Top of Data

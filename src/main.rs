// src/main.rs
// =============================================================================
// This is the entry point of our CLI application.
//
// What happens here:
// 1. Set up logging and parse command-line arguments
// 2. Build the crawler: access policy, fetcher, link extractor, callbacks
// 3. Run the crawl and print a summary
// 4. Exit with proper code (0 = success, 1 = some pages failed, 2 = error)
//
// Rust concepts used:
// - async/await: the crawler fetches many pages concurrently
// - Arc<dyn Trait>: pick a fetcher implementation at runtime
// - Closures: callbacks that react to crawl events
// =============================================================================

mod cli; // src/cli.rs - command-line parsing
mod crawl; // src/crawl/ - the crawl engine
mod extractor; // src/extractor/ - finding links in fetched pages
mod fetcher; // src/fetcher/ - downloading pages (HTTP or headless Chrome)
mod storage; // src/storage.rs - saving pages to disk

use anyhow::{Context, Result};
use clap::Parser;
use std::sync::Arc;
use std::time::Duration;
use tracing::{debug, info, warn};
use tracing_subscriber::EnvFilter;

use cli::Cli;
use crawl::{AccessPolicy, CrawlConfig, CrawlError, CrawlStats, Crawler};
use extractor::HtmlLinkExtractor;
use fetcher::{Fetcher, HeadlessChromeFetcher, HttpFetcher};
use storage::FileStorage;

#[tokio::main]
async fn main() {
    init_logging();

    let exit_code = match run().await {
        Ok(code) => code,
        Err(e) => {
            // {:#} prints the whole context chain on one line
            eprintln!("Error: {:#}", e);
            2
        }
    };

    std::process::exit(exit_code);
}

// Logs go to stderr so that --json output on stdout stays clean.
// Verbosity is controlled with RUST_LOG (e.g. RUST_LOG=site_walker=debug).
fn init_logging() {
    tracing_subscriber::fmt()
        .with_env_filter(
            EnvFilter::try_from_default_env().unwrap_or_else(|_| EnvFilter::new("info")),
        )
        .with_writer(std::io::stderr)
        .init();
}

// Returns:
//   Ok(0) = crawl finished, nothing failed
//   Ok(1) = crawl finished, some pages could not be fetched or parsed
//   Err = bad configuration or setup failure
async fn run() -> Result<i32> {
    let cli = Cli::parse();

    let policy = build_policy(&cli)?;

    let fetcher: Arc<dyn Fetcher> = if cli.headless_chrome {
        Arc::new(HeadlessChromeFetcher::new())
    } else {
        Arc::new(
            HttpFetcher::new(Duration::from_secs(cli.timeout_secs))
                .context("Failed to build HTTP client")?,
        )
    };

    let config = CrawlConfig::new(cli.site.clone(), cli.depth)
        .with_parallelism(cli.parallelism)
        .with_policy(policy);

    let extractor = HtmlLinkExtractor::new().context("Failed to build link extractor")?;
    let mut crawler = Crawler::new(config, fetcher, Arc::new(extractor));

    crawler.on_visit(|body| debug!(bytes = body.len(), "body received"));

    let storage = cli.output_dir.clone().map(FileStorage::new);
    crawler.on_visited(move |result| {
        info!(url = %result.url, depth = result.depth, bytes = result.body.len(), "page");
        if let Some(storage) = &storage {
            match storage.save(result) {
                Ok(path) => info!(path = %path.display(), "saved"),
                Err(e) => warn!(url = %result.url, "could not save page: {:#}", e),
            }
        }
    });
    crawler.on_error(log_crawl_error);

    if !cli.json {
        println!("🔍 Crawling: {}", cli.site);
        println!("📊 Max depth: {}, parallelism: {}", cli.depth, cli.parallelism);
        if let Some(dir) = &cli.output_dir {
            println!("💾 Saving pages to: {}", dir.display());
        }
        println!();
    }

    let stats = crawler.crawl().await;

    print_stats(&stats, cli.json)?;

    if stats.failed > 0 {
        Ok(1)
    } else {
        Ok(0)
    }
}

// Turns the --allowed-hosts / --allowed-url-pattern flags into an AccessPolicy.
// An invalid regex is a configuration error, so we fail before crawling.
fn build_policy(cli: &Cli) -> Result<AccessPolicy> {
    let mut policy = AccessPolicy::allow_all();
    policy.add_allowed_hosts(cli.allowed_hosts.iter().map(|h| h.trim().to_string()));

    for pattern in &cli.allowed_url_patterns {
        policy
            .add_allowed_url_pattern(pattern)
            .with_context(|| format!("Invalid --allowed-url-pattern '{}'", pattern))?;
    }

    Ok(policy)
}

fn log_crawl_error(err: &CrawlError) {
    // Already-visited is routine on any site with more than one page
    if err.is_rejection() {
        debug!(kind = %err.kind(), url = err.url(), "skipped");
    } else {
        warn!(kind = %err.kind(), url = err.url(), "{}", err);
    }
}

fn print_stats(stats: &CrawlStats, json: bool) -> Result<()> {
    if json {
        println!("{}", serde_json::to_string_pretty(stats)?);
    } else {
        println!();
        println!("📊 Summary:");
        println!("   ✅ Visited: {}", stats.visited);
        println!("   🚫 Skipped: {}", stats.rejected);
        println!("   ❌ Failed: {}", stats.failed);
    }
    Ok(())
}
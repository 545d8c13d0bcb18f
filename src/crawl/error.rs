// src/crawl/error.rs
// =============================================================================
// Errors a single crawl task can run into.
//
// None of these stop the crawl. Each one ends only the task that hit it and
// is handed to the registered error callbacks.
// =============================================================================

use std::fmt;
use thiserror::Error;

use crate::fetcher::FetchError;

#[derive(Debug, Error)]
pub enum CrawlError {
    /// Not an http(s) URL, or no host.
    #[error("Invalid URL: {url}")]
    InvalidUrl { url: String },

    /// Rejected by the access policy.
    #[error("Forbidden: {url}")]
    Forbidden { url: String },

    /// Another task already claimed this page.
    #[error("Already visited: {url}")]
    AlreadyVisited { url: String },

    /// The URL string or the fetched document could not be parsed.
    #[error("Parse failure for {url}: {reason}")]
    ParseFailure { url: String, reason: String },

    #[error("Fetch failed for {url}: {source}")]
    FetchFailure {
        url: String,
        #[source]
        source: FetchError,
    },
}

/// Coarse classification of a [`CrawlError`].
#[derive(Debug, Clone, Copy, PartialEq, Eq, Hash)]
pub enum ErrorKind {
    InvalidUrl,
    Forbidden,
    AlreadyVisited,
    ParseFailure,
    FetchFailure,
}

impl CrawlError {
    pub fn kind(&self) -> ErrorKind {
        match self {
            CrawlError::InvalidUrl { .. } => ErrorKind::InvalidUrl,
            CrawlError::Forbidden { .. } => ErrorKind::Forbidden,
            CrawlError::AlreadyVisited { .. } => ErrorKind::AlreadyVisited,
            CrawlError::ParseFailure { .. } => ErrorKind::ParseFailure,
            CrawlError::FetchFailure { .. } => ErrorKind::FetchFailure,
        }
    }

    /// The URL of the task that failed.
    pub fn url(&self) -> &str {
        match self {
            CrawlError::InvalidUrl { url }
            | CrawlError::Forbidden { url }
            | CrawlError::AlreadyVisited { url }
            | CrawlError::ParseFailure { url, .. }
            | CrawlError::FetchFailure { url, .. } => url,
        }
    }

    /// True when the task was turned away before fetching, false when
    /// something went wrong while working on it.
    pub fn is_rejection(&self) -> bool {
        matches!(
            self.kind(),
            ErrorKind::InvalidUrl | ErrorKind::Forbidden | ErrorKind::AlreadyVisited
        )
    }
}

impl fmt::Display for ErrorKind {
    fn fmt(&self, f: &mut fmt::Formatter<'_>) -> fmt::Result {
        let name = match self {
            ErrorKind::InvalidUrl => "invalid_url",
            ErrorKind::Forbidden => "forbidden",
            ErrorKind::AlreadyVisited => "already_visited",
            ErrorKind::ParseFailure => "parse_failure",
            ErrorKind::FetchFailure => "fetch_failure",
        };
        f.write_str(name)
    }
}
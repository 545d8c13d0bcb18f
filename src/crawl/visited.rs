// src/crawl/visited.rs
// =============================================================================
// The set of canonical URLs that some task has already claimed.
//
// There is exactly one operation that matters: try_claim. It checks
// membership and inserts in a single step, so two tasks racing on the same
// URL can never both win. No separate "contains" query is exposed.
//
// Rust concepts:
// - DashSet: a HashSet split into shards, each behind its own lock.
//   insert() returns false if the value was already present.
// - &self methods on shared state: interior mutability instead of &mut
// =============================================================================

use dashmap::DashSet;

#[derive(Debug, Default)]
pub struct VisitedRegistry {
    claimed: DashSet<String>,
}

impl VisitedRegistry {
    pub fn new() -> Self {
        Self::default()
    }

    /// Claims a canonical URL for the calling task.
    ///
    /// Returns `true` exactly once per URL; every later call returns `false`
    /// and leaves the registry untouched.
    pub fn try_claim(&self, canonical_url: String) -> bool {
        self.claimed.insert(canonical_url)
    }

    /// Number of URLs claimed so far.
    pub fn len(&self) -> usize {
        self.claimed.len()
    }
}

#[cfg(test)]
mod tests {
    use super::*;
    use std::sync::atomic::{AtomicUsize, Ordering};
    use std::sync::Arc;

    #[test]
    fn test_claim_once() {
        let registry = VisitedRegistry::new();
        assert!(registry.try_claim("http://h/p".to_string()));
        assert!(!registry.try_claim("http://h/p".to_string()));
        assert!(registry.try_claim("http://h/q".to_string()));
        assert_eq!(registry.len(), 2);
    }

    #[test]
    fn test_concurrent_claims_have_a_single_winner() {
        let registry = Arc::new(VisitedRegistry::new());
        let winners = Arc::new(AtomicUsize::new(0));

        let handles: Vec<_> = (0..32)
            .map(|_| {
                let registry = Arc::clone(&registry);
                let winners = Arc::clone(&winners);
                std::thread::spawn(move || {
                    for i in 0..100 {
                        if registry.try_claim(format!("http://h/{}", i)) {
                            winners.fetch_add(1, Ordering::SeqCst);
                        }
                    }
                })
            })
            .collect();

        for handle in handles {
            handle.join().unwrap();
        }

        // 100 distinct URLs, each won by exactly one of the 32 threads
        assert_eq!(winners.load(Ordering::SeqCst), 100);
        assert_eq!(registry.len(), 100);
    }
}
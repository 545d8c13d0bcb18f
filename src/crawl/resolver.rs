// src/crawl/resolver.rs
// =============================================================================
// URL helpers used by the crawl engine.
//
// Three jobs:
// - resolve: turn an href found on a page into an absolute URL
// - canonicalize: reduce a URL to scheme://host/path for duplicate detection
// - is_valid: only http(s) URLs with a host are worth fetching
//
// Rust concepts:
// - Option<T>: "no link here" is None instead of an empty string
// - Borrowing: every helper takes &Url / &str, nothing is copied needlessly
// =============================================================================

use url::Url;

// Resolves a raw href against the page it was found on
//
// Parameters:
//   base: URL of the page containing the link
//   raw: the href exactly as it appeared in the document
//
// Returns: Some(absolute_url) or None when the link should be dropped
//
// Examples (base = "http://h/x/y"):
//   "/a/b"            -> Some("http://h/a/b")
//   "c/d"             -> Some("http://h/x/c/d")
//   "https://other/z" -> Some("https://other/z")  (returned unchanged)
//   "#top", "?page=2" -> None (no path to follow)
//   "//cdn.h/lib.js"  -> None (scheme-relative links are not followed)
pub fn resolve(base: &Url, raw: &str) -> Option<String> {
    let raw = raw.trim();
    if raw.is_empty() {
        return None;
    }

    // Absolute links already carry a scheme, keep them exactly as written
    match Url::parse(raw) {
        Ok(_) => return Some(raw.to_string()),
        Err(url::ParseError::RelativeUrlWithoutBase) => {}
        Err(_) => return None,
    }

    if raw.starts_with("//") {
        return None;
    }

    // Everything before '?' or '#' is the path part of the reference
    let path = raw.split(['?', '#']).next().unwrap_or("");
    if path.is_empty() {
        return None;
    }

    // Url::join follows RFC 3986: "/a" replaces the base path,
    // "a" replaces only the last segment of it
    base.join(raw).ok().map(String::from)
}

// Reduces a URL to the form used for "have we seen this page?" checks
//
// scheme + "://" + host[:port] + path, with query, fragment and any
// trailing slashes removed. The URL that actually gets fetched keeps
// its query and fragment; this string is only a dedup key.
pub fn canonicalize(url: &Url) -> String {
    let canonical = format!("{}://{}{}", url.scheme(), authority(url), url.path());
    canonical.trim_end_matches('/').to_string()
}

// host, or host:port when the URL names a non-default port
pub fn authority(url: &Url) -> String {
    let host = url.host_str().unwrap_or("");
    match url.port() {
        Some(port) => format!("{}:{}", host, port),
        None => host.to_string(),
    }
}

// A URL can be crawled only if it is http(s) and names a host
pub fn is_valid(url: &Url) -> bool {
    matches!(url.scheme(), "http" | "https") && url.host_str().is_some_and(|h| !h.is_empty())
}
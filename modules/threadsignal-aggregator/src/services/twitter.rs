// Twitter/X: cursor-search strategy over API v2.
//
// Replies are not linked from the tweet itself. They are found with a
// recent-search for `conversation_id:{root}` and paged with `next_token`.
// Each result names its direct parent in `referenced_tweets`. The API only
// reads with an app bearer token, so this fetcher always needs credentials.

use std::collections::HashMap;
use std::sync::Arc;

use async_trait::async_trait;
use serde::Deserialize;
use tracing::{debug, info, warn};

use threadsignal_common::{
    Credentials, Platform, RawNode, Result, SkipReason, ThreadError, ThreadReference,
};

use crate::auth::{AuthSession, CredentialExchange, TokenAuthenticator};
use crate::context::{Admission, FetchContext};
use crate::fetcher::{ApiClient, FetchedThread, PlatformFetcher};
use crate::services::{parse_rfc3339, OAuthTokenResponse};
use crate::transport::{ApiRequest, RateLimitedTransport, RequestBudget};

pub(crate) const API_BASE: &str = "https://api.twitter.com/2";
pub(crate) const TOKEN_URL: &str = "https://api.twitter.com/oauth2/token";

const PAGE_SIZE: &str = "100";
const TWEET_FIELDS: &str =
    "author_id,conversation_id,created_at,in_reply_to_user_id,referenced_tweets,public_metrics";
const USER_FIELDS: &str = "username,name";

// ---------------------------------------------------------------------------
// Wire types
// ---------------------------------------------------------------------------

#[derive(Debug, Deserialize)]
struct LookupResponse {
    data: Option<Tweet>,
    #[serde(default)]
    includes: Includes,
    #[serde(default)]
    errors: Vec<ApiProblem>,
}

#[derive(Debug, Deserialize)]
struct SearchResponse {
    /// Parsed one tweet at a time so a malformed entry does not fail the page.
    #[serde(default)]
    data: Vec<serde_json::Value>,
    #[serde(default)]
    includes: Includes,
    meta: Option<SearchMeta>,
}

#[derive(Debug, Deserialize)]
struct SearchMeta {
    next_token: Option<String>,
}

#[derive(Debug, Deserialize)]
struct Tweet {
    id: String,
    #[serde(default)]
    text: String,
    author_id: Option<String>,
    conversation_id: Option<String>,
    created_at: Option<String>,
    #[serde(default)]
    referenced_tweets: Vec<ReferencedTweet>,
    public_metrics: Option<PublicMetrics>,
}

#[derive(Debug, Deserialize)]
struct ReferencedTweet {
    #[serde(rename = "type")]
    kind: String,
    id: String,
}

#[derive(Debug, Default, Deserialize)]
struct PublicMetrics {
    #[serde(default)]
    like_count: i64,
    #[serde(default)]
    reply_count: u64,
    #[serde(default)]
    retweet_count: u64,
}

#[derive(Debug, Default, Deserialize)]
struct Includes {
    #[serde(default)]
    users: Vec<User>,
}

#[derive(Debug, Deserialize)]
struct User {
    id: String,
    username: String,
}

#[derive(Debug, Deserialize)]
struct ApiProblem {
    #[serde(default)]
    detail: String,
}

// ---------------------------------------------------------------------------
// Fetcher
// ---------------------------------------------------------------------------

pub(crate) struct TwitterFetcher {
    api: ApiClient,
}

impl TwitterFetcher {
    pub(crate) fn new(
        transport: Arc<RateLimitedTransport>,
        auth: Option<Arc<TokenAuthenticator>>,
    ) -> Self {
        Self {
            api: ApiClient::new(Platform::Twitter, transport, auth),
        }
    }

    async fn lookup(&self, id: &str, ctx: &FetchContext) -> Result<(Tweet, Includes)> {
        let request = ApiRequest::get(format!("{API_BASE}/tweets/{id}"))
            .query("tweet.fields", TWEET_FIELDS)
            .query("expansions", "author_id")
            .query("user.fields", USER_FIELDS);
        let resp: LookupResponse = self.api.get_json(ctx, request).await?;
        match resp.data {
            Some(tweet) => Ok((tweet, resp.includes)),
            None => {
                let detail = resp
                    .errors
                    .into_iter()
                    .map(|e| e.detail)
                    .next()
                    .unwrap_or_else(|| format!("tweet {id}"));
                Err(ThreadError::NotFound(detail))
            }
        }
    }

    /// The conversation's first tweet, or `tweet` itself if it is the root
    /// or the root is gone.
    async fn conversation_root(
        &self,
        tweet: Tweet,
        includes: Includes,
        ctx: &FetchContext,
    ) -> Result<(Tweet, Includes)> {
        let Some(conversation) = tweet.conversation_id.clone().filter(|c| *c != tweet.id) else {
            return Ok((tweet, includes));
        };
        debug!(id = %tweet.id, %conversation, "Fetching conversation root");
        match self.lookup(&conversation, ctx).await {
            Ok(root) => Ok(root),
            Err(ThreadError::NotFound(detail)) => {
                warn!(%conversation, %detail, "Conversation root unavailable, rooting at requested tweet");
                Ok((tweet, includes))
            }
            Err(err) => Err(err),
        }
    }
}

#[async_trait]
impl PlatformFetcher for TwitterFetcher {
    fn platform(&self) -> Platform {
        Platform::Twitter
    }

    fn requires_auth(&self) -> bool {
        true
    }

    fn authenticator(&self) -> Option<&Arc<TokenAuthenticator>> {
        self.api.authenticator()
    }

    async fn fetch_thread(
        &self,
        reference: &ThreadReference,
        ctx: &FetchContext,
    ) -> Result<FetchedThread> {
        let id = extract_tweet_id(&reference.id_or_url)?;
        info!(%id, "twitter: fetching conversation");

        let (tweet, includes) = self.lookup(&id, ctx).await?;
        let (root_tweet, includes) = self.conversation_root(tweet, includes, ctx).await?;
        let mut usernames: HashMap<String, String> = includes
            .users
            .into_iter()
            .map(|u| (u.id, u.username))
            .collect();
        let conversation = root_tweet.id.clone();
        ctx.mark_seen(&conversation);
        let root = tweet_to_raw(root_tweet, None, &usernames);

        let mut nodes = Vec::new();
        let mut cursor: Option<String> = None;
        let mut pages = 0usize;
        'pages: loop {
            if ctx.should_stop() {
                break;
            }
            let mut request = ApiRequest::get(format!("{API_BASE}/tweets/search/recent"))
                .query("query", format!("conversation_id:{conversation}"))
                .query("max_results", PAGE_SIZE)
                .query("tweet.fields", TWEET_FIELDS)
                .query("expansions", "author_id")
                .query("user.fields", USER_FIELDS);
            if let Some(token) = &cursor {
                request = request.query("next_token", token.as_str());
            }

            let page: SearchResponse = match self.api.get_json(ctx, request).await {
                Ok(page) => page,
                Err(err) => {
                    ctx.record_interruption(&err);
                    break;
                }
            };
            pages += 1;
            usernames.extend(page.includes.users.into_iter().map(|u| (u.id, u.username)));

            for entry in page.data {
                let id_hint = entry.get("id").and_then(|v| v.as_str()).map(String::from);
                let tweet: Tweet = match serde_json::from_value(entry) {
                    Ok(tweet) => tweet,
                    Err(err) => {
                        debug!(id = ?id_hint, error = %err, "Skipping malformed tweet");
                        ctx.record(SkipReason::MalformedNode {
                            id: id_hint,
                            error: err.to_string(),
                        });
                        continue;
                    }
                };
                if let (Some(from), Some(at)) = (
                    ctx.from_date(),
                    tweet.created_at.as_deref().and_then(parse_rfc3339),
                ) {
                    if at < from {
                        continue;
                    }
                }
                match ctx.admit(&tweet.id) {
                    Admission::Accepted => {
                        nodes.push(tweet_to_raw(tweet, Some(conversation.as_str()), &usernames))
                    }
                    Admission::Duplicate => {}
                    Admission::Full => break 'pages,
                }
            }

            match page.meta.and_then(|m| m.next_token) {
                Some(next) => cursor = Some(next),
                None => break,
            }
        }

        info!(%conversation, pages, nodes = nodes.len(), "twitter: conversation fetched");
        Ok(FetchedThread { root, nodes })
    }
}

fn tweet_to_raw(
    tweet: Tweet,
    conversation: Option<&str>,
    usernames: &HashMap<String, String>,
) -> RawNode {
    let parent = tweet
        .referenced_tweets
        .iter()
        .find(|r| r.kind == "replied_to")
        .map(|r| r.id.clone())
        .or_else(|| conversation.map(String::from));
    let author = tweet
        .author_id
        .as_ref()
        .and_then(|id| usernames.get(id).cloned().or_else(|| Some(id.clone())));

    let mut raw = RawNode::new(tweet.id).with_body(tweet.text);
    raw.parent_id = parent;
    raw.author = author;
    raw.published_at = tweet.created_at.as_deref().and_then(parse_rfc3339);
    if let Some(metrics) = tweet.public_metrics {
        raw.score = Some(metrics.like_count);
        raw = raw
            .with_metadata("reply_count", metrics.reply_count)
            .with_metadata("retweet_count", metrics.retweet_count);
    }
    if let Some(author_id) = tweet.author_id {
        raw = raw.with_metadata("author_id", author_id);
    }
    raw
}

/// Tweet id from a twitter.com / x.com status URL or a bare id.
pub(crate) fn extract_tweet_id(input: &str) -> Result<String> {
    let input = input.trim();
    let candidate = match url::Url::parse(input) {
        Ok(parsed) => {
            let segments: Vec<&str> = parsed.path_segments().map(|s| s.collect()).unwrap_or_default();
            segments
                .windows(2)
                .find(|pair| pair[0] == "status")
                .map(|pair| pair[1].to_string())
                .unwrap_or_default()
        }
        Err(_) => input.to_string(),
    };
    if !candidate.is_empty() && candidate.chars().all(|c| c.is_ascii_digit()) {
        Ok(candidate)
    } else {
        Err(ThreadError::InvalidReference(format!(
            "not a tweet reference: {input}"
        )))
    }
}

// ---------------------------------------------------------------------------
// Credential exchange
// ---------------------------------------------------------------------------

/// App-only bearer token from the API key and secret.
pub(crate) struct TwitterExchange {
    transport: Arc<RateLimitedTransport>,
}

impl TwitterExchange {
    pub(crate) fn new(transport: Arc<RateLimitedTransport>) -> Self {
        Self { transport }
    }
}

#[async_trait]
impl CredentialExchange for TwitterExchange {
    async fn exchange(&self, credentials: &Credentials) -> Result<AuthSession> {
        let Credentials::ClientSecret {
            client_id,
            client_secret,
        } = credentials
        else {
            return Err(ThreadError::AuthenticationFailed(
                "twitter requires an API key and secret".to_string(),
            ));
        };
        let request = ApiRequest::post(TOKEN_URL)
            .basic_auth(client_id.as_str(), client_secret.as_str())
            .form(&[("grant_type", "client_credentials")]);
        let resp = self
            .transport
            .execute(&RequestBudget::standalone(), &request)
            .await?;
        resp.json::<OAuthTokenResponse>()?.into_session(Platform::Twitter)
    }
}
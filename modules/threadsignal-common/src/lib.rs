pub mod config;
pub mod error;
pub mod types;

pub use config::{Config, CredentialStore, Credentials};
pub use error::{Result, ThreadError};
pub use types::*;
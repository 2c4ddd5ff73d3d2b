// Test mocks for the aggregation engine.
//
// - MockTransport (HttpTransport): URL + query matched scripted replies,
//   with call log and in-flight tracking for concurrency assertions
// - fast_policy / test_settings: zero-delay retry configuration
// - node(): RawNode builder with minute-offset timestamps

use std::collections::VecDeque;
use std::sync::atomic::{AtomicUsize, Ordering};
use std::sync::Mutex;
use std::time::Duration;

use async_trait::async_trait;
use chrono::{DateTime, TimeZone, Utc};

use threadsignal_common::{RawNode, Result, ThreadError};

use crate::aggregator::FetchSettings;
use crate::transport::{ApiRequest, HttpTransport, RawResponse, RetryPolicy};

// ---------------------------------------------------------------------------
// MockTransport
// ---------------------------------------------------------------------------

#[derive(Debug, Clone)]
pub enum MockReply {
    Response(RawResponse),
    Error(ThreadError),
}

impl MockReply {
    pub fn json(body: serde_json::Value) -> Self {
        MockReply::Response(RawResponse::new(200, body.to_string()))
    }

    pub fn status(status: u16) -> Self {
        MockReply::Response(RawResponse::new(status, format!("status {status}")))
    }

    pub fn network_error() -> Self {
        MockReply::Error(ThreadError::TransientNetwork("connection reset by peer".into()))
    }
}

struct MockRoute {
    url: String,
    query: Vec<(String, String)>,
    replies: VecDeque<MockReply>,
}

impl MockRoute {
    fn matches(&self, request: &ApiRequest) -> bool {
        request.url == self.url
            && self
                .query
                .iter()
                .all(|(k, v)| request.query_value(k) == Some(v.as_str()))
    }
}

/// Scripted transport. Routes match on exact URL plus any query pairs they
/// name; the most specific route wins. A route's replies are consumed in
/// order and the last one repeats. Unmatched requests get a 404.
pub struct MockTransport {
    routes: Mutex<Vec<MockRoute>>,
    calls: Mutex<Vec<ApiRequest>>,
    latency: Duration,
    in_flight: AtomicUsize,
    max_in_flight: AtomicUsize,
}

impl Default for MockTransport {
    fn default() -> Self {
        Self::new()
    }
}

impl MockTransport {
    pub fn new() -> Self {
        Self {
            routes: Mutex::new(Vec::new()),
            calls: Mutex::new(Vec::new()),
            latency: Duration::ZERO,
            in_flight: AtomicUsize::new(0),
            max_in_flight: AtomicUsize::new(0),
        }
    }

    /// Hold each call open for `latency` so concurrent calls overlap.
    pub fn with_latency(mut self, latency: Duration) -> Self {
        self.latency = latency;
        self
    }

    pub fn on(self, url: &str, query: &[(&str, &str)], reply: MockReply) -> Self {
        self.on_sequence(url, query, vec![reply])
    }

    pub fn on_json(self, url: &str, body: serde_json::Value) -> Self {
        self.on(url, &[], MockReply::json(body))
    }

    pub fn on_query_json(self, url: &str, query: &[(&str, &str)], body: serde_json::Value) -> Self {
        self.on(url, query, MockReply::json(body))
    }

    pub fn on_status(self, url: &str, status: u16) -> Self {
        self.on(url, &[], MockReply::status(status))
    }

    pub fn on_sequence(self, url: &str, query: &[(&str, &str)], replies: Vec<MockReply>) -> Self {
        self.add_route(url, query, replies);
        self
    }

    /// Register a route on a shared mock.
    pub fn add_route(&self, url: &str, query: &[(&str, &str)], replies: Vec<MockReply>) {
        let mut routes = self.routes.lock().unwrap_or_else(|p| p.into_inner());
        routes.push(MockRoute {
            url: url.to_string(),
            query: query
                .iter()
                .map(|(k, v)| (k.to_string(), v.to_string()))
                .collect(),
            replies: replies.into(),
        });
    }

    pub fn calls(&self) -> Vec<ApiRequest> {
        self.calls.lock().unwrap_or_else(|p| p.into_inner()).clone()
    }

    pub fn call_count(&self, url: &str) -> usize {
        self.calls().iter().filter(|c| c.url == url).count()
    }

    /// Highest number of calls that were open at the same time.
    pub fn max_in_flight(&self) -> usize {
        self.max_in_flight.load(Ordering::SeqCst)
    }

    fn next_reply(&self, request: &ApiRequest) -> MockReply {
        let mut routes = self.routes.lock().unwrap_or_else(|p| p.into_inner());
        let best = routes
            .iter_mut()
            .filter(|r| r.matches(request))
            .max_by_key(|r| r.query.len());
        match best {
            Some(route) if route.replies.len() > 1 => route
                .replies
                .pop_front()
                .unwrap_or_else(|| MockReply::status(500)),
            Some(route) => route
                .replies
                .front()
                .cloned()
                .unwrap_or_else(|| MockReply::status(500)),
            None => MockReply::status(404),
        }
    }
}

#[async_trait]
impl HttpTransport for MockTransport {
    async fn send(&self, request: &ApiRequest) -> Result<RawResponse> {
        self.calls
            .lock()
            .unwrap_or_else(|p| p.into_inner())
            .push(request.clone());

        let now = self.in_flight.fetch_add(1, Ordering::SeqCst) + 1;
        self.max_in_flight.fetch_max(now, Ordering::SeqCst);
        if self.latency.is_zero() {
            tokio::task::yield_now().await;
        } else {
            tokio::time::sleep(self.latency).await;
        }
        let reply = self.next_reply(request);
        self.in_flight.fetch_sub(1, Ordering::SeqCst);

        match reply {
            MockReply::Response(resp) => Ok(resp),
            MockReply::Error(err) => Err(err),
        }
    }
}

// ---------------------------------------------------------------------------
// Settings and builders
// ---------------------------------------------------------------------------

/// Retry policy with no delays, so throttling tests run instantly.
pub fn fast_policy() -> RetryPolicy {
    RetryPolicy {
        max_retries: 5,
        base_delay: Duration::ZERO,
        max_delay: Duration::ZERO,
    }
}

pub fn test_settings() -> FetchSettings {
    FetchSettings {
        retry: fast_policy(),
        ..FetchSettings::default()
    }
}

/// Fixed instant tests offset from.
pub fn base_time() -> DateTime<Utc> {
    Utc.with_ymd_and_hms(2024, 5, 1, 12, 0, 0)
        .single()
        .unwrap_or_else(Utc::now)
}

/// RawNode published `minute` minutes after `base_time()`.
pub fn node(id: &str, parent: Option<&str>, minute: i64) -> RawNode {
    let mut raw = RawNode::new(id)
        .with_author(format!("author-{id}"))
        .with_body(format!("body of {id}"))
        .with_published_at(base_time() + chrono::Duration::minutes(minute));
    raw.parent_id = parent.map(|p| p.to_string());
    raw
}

Bottom of Data

Output each line exactly, from the first line of the data down to the line that contains "print a summary", both included.

## Result of the exercise
filename src/main.rs
// src/main.rs
// =============================================================================
// This is the entry point of our CLI application.
//
// What happens here:
// 1. Set up logging and parse command-line arguments
// 2. Build the crawler: access policy, fetcher, link extractor, callbacks
// 3. Run the crawl and print a summary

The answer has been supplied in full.